Although deep learning methods including BiRen were adopted for DEP, they have some problems that should be addressed for the task of TSEP. In the past 5 years, deep learning tools were successfully applied in some areas of biology from genomics and imaging to electronic medical records (Webb, 2018). Particularly, CNN has become a dominating method in various prediction problems, including predicting transcriptional factor binding sites (TFBS) (Alipanahi et al., 2015; Quang and Xie, 2016; Zeng et al., 2016) and predicting chromatin effects of DNA variants (Zhou and Troyanskaya, 2015; Kelley et al., 2016; Liu et al., 2018; Min et al., 2017). However, these successful experiences might not be directly transferred to TSEP by the following dilemma: on the one hand, a given enhancer for one specific tissue might not be activated in another tissue, so it is impossible to make multiple TSEPs only with one deep learning model; on the other hand, if we divide the whole enhancer dataset into multiple tissue-specific enhancer datasets and then build multiple prediction models, the sample size of each tissue is only several hundred or a few thousands, which is far less than the number of parameters (often hundreds of thousands) needed to be trained, suggesting that the built models might take high risks of falling into overfitting.
Here, we proposed a novel deep learning training strategy named pretraining-retraining strategy (PRS), which is especially appropriate for the task of TSEP. To address the problem of multiple TSEPs, we decomposed the training process into two successive stages: a pretraining stage and a retraining stage. The pretraining stage is designed for learning an appropriate network structure with optimal model hyperparameters of one model by using the whole enhancer data. Subsequently, a retraining stage is adopted only with a given tissue-specific enhancer dataset based on the trained pretraining model, suggesting a novel training pattern of one pretraining model together with multiple retraining models. To address the problem of overfitting, PRS allows all the hyperparameters to learn reasonable values when the pretraining stage is completed. And those reasonable values are good initial values of the retraining process, which enable the retraining model to converge very fast even with limited number of tissue-specific enhancer samples. PRS was tested on FANTOM5 enhancer data and was proven to be a powerful model for TESP.
Materials and Methods
Datasets Preparation
In this work, the FANTOM5 enhancer data was used for performing prediction tasks. FANTOM consortium released a large-scale enhancer dataset that contains 65,423 enhancer activities (measured by TPM (tag per million mapped reads) of their expressions of eRNA) in 1,829 distinct tissues or cell lines in human (Andersson et al., 2014), which was recorded as a matrix E65423×1829 with 65,423 rows and 1,829 columns (http://fantom.gsc.riken.jp/5/datafiles/latest/extra/Enhancers/).

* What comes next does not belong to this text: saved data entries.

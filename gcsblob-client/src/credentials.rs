//! OAuth2 access tokens for the storage API.
//!
//! Credentials are resolved once when the client is built. Tokens are fetched
//! lazily on the first authenticated request and reused until shortly before
//! they expire.

use crate::error::{ClientError, Result};
use chrono::{DateTime, Duration, Utc};
use gcsblob_models::{Config, CredentialsSource};
use jsonwebtoken::{Algorithm, EncodingKey, Header};
use serde::{Deserialize, Serialize};
use std::{
    fmt,
    path::{Path, PathBuf},
};

pub const STORAGE_SCOPE: &str = "https://www.googleapis.com/auth/devstorage.full_control";

const CREDENTIALS_ENV: &str = "GOOGLE_APPLICATION_CREDENTIALS";
const GOOGLE_TOKEN_URI: &str = "https://oauth2.googleapis.com/token";
const METADATA_TOKEN_URL: &str =
    "http://metadata.google.internal/computeMetadata/v1/instance/service-accounts/default/token";
const JWT_BEARER_GRANT: &str = "urn:ietf:params:oauth:grant-type:jwt-bearer";
const ASSERTION_LIFETIME_SECS: i64 = 3600;
const EXPIRY_MARGIN_SECS: i64 = 60;

#[derive(Debug)]
pub enum TokenProvider {
    Anonymous,
    ServiceAccount(ServiceAccountKey),
    AuthorizedUser(AuthorizedUserKey),
    Metadata,
}

impl TokenProvider {
    pub fn from_config(config: &Config) -> Result<Self> {
        match config.credentials_source {
            CredentialsSource::None => Ok(Self::Anonymous),
            CredentialsSource::Static => {
                let json = config
                    .json_key
                    .as_deref()
                    .ok_or(gcsblob_models::Error::MissingJsonKey)?;
                Ok(serde_json::from_str::<KeyFile>(json)?.into())
            }
            CredentialsSource::Default => Self::application_default(),
        }
    }

    fn application_default() -> Result<Self> {
        if let Some(path) = std::env::var_os(CREDENTIALS_ENV) {
            return Self::from_path(Path::new(&path));
        }

        match well_known_file().filter(|path| path.is_file()) {
            Some(path) => Self::from_path(&path),
            None => {
                log::debug!("no credentials file found, using the metadata server");
                Ok(Self::Metadata)
            }
        }
    }

    fn from_path(path: &Path) -> Result<Self> {
        log::debug!("loading credentials from {}", path.display());

        let contents = std::fs::read_to_string(path).map_err(|source| {
            ClientError::CredentialsFile {
                path: path.to_path_buf(),
                source,
            }
        })?;
        Ok(serde_json::from_str::<KeyFile>(&contents)?.into())
    }

    pub fn is_anonymous(&self) -> bool {
        matches!(self, Self::Anonymous)
    }

    pub fn service_account(&self) -> Option<&ServiceAccountKey> {
        match self {
            Self::ServiceAccount(key) => Some(key),
            _ => None,
        }
    }

    /// Requests a fresh access token. Anonymous providers never have one.
    pub async fn fetch(&self, http: &reqwest::Client) -> Result<Option<AccessToken>> {
        let (url, request) = match self {
            Self::Anonymous => return Ok(None),
            Self::ServiceAccount(key) => {
                let assertion = key.assertion(Utc::now())?;
                let request = http.post(&key.token_uri).form(&[
                    ("grant_type", JWT_BEARER_GRANT),
                    ("assertion", assertion.as_str()),
                ]);
                (key.token_uri.as_str(), request)
            }
            Self::AuthorizedUser(key) => {
                let request = http.post(GOOGLE_TOKEN_URI).form(&[
                    ("grant_type", "refresh_token"),
                    ("client_id", key.client_id.as_str()),
                    ("client_secret", key.client_secret.as_str()),
                    ("refresh_token", key.refresh_token.as_str()),
                ]);
                (GOOGLE_TOKEN_URI, request)
            }
            Self::Metadata => {
                let request = http
                    .get(METADATA_TOKEN_URL)
                    .header("Metadata-Flavor", "Google");
                (METADATA_TOKEN_URL, request)
            }
        };

        let response = request.send().await?;
        let status = response.status();
        if !status.is_success() {
            return Err(ClientError::Token {
                url: url.to_string(),
                status,
                body: response.text().await.unwrap_or_default(),
            });
        }

        let token: TokenResponse = response.json().await?;
        Ok(Some(AccessToken::new(token, Utc::now())))
    }
}

impl From<KeyFile> for TokenProvider {
    fn from(key_file: KeyFile) -> Self {
        match key_file {
            KeyFile::ServiceAccount(key) => Self::ServiceAccount(key),
            KeyFile::AuthorizedUser(key) => Self::AuthorizedUser(key),
        }
    }
}

/// `gcloud auth application-default login` stores its credentials here.
fn well_known_file() -> Option<PathBuf> {
    dirs_next::config_dir().map(|dir| {
        dir.join("gcloud")
            .join("application_default_credentials.json")
    })
}

#[derive(Debug, Deserialize)]
#[serde(tag = "type", rename_all = "snake_case")]
pub enum KeyFile {
    ServiceAccount(ServiceAccountKey),
    AuthorizedUser(AuthorizedUserKey),
}

#[derive(Clone, Deserialize)]
pub struct ServiceAccountKey {
    pub client_email: String,
    private_key: String,

    #[serde(default = "default_token_uri")]
    token_uri: String,
}

fn default_token_uri() -> String {
    GOOGLE_TOKEN_URI.to_string()
}

impl ServiceAccountKey {
    fn encoding_key(&self) -> Result<EncodingKey> {
        Ok(EncodingKey::from_rsa_pem(self.private_key.as_bytes())?)
    }

    fn assertion(&self, now: DateTime<Utc>) -> Result<String> {
        let iat = now.timestamp();
        let claims = Claims {
            iss: &self.client_email,
            scope: STORAGE_SCOPE,
            aud: &self.token_uri,
            iat,
            exp: iat + ASSERTION_LIFETIME_SECS,
        };

        Ok(jsonwebtoken::encode(
            &Header::new(Algorithm::RS256),
            &claims,
            &self.encoding_key()?,
        )?)
    }

    /// RSASSA-PKCS1-v1_5 SHA-256 signature over `message`.
    pub fn sign(&self, message: &[u8]) -> Result<Vec<u8>> {
        use base64::{engine::general_purpose::URL_SAFE_NO_PAD, Engine as _};

        let signature =
            jsonwebtoken::crypto::sign(message, &self.encoding_key()?, Algorithm::RS256)?;
        Ok(URL_SAFE_NO_PAD.decode(signature)?)
    }
}

impl fmt::Debug for ServiceAccountKey {
    fn fmt(&self, f: &mut fmt::Formatter<'_>) -> fmt::Result {
        f.debug_struct("ServiceAccountKey")
            .field("client_email", &self.client_email)
            .field("token_uri", &self.token_uri)
            .finish()
    }
}

#[derive(Clone, Deserialize)]
pub struct AuthorizedUserKey {
    client_id: String,
    client_secret: String,
    refresh_token: String,
}

impl fmt::Debug for AuthorizedUserKey {
    fn fmt(&self, f: &mut fmt::Formatter<'_>) -> fmt::Result {
        f.debug_struct("AuthorizedUserKey")
            .field("client_id", &self.client_id)
            .finish()
    }
}

#[derive(Serialize)]
struct Claims<'a> {
    iss: &'a str,
    scope: &'a str,
    aud: &'a str,
    iat: i64,
    exp: i64,
}

#[derive(Deserialize)]
struct TokenResponse {
    access_token: String,
    #[serde(default)]
    expires_in: Option<i64>,
}

#[derive(Clone)]
pub struct AccessToken {
    value: String,
    expires_at: Option<DateTime<Utc>>,
}

impl AccessToken {
    fn new(response: TokenResponse, now: DateTime<Utc>) -> Self {
        Self {
            value: response.access_token,
            expires_at: response
                .expires_in
                .map(|secs| now + Duration::seconds(secs)),
        }
    }

    pub fn value(&self) -> &str {
        &self.value
    }

    pub fn is_fresh(&self, now: DateTime<Utc>) -> bool {
        match self.expires_at {
            Some(expires_at) => now + Duration::seconds(EXPIRY_MARGIN_SECS) < expires_at,
            None => true,
        }
    }
}

impl fmt::Debug for AccessToken {
    fn fmt(&self, f: &mut fmt::Formatter<'_>) -> fmt::Result {
        f.debug_struct("AccessToken")
            .field("expires_at", &self.expires_at)
            .finish()
    }
}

In the pretraining stage, we used the following strategy for constructing a large-scale enhancer dataset: at first, we took a cut-off criterion of TPMmin ≥ 0.08 (presents the minimal nonzero value of TPM across all tissues and cell lines of a given enhancer) to select most active enhancers, leaving only 5386 enhancers passing this criterion. Secondly, we excluded enhancers shorter than 100bp and fixed the enhancer sequence length at 1000bp with 4667 enhancers. Finally, we employed a redundancy reduction procedure CD-HIT (Huang et al., 2010) with a cutoff threshold of 0.8 and 4653 enhancers were remaining as the final positive samples. The length distribution of all 4,653 enhancer positive samples can be found in Supplementary Figure 1. We randomly selected 46,530 DNA sequences with length of 1,000 bp as negative samples from non-enhancer intergenic regions (obtained from the GRCh37 reference genome by excluding exon, intron and known enhancers) to meet a consensus of recent studies (Kleftogiannis et al., 2014; Liu et al., 2016; Yang et al., 2017).

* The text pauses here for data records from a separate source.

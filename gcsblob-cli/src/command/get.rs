use super::*;
use crate::utils;
use futures::StreamExt;
use std::path::Path;
use tokio::{fs::File, io::AsyncWriteExt};

/// Downloads `src` into `dst`. An existing file is truncated before the
/// request is made, so a failed download leaves it empty.
pub async fn execute<B>(store: &B, src: &str, dst: &Path, options: TransferOptions) -> Result<Outcome>
where
    B: Blobstore + ?Sized,
{
    let mut file = File::create(dst)
        .await
        .with_context(|| format!("creating {}", dst.display()))?;

    let download = store.get(src).await?;
    let (mut stream, tracking) = utils::track(download.stream, src, download.len, options.progress);

    let mut written = 0u64;
    let result = async {
        while let Some(chunk) = stream.next().await {
            let chunk = chunk.context("Download failed")?;
            file.write_all(&chunk).await?;
            written += chunk.len() as u64;
        }
        file.flush().await?;
        Result::<()>::Ok(())
    }
    .await;

    drop(stream);
    utils::finish_tracking(tracking).await;
    result?;

    log::info!("downloaded {} ({} bytes) to {}", src, written, dst.display());
    Ok(Outcome::Done)
}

In the retraining stage, 23 representative tissues or cell lines were chosen for showing cell-specific enhancer prediction performances. We also took a cut-off criterion of TPM 0.8.0.8 is the 75% quantile of the whole TPM distribution, implying that the condition of larger than 0.8 guarantees activity of enhancer) to select most active enhancers for each tissue or cell line. Ten times of the amount of each positive sample were selected as the corresponding negative samples.

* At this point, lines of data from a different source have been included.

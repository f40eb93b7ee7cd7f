use reqwest::StatusCode;
use std::{path::PathBuf, time::Duration};
use thiserror::Error;

pub type Result<T, E = ClientError> = std::result::Result<T, E>;

#[derive(Debug, Error)]
pub enum ClientError {
    #[error("the client operates in read only mode. Change 'credentials_source' parameter value")]
    ReadOnly,

    #[error("object '{0}' not found")]
    NotFound(String),

    #[error("{method} {url} returned {status}: {body}")]
    Status {
        method: reqwest::Method,
        url: String,
        status: StatusCode,
        body: String,
    },

    #[error("request failed: {0}")]
    Http(#[from] reqwest::Error),

    #[error(transparent)]
    Config(#[from] gcsblob_models::Error),

    #[error("reading credentials {}: {source}", path.display())]
    CredentialsFile {
        path: PathBuf,
        source: std::io::Error,
    },

    #[error("malformed credentials: {0}")]
    CredentialsFormat(#[from] serde_json::Error),

    #[error("token request to {url} returned {status}: {body}")]
    Token {
        url: String,
        status: StatusCode,
        body: String,
    },

    #[error("signing with service account key: {0}")]
    Key(#[from] jsonwebtoken::errors::Error),

    #[error("malformed signature: {0}")]
    Signature(#[from] base64::DecodeError),

    #[error("sign URL requires a service account key")]
    SigningUnavailable,

    #[error("invalid object name '{0}': '.' and '..' segments are not allowed")]
    InvalidObjectName(String),

    #[error("expiry must be between 1s and 7 days, got {0:?}")]
    InvalidExpiry(Duration),
}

Learning Subsequence Features With CNN
CNN is a modern combination of convolutional operator and classic neural network by introduction of some advanced techniques including rectified linear unit (ReLU), pooling and dropout. Convolutional operator is very powerful for detecting significant local features that are further denoised by ReLU and pooling. When performing prediction with neural network, CNN was proven efficient and successful in various image recognition tasks including handwriting recognition, face recognition (LeCun et al., 2015). Here, we adopted a similar framework with DeepBind (Alipanahi et al., 2015) to perform CNN model, which in turn includes three layers: a convolution layer (Conv), a activation layer (ReLU), a pooling layer (Pool), where the outputs of the final layer are regarded as selected features of the inputs (Figure 1).
Learning Dependencies With Bidirectional GRU
Recurrent neural network (RNN) is one kind of the advanced ANN model that has a “memory” which could capture the previous information, which is appropriate to analyze the sequential data (Schuster and Paliwal, 1997). Over the years, more advanced architectures of RNNs were developed to overcome shortcomings of the classic RNN model. Among them, bidirectional RNN (BRNN) is designed for those situations where output at time step is not only associated with the previous states, but also with future information. Because of the forward and inverse strand in enhancer sequences with bidirectional regulation function, BRNN model was proven to be very efficient to deal with regulatory sequence prediction problems (Quang and Xie, 2016).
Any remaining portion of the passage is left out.